**PROBLEM STATEMENT**
Report how many lines below contain the word "xtwy", and give only that number.

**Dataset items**

//! Locally weighted scatterplot smoothing (Cleveland, 1979).
//!
//! A standalone numerical routine on `(x, y)` pairs: every input point gets a
//! fitted value from a weighted linear regression over its `k` nearest
//! neighbours, where `k = floor(frac * n)` (at least two). Neighbour weights
//! follow the tricube kernel; optional robustifying passes multiply them by
//! bisquare weights of the previous residuals. Only observed `x` values are
//! used as support points, nothing is interpolated.

use nalgebra::{Matrix2, Vector2};

use crate::error::{PulseError, Result};
use crate::options::SmoothingOptions;

/// Parameters of a single LOWESS fit.
#[derive(Clone, Copy, Debug, PartialEq)]
pub struct LowessOptions {
    /// Fraction of the points used in each local regression.
    pub frac: f64,
    /// Robustifying passes after the initial fit.
    pub iterations: usize,
}

impl Default for LowessOptions {
    fn default() -> Self {
        Self {
            frac: 2.0 / 3.0,
            iterations: 3,
        }
    }
}

impl From<&SmoothingOptions> for LowessOptions {
    fn from(options: &SmoothingOptions) -> Self {
        Self {
            frac: options.span,
            iterations: options.robustness_iterations,
        }
    }
}

/// Fits LOWESS and returns one fitted value per input point, in input order.
pub fn lowess(x: &[f64], y: &[f64], options: &LowessOptions) -> Result<Vec<f64>> {
    if x.len() != y.len() {
        return Err(PulseError::NumericalError {
            context: "lowess input lengths",
        });
    }
    if !(options.frac > 0.0 && options.frac <= 1.0) {
        return Err(PulseError::NumericalError {
            context: "lowess span",
        });
    }
    if x.iter().chain(y).any(|v| !v.is_finite()) {
        return Err(PulseError::NumericalError {
            context: "lowess input values",
        });
    }
    let n = x.len();
    if n < 2 {
        return Ok(y.to_vec());
    }

    let mut order: Vec<usize> = (0..n).collect();
    order.sort_by(|a, b| x[*a].total_cmp(&x[*b]));
    let xs: Vec<f64> = order.iter().map(|i| x[*i]).collect();
    let ys: Vec<f64> = order.iter().map(|i| y[*i]).collect();

    let k = neighbourhood_size(n, options.frac);
    let mut robustness = vec![1.0; n];
    let mut fitted = vec![0.0; n];

    for iteration in 0..=options.iterations {
        for i in 0..n {
            fitted[i] = local_fit(&xs, &ys, &robustness, i, k);
            if !fitted[i].is_finite() {
                return Err(PulseError::NumericalError {
                    context: "lowess local regression",
                });
            }
        }
        if iteration == options.iterations {
            break;
        }

        let residuals: Vec<f64> = ys.iter().zip(&fitted).map(|(y, f)| y - f).collect();
        let scale = 6.0 * median_abs(&residuals);
        let magnitude = ys.iter().fold(0.0_f64, |acc, v| acc.max(v.abs()));
        if scale <= 1e-12 * (1.0 + magnitude) {
            break;
        }
        for (weight, residual) in robustness.iter_mut().zip(&residuals) {
            *weight = bisquare(residual / scale);
        }
    }

    let mut result = vec![0.0; n];
    for (sorted_index, original_index) in order.into_iter().enumerate() {
        result[original_index] = fitted[sorted_index];
    }
    Ok(result)
}

fn neighbourhood_size(n: usize, frac: f64) -> usize {
    ((frac * n as f64 + 1e-10).floor() as usize).clamp(2, n)
}

/// Inclusive index range of the `k` points nearest to `xs[i]` (`xs` sorted).
fn neighbourhood(xs: &[f64], i: usize, k: usize) -> (usize, usize) {
    let (mut lo, mut hi) = (i, i);
    while hi - lo + 1 < k {
        let can_left = lo > 0;
        let can_right = hi + 1 < xs.len();
        let go_left = match (can_left, can_right) {
            (true, true) => xs[i] - xs[lo - 1] <= xs[hi + 1] - xs[i],
            (left, _) => left,
        };
        if go_left {
            lo -= 1;
        } else {
            hi += 1;
        }
    }
    (lo, hi)
}

fn local_fit(xs: &[f64], ys: &[f64], robustness: &[f64], i: usize, k: usize) -> f64 {
    let (lo, hi) = neighbourhood(xs, i, k);
    let x0 = xs[i];
    let radius = (x0 - xs[lo]).max(xs[hi] - x0);

    let mut xtwx = Matrix2::<f64>::zeros();
    let mut xtwy = Vector2::<f64>::zeros();
    let mut weight_sum = 0.0;
    let mut weighted_y = 0.0;
    for j in lo..=hi {
        let kernel = if radius > 0.0 {
            tricube((xs[j] - x0).abs() / radius)
        } else {
            1.0
        };
        let w = kernel * robustness[j];
        if w <= 0.0 {
            continue;
        }
        let row = Vector2::new(1.0, xs[j] - x0);
        xtwx += w * row * row.transpose();
        xtwy += w * ys[j] * row;
        weight_sum += w;
        weighted_y += w * ys[j];
    }

    if weight_sum <= 0.0 {
        return ys[i];
    }
    let mean = weighted_y / weight_sum;

    // Weighted spread of x around its weighted mean; zero means every
    // supporting point shares one x and only a local constant is identified.
    let x_mean = xtwx[(0, 1)] / weight_sum;
    let spread = xtwx[(1, 1)] / weight_sum - x_mean * x_mean;
    if spread <= 1e-12 * radius.max(1.0).powi(2) {
        return mean;
    }

    match xtwx.cholesky() {
        Some(cholesky) => cholesky.solve(&xtwy)[0],
        None => mean,
    }
}

fn tricube(u: f64) -> f64 {
    if u >= 1.0 {
        0.0
    } else {
        (1.0 - u.powi(3)).powi(3)
    }
}

fn bisquare(u: f64) -> f64 {
    if u.abs() >= 1.0 {
        0.0
    } else {
        (1.0 - u * u).powi(2)
    }
}

fn median_abs(values: &[f64]) -> f64 {
    let mut magnitudes: Vec<f64> = values.iter().map(|v| v.abs()).collect();
    magnitudes.sort_by(f64::total_cmp);
    let n = magnitudes.len();
    if n == 0 {
        0.0
    } else if n % 2 == 1 {
        magnitudes[n / 2]
    } else {
        0.5 * (magnitudes[n / 2 - 1] + magnitudes[n / 2])
    }
}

**YOUR RESPONSE**
3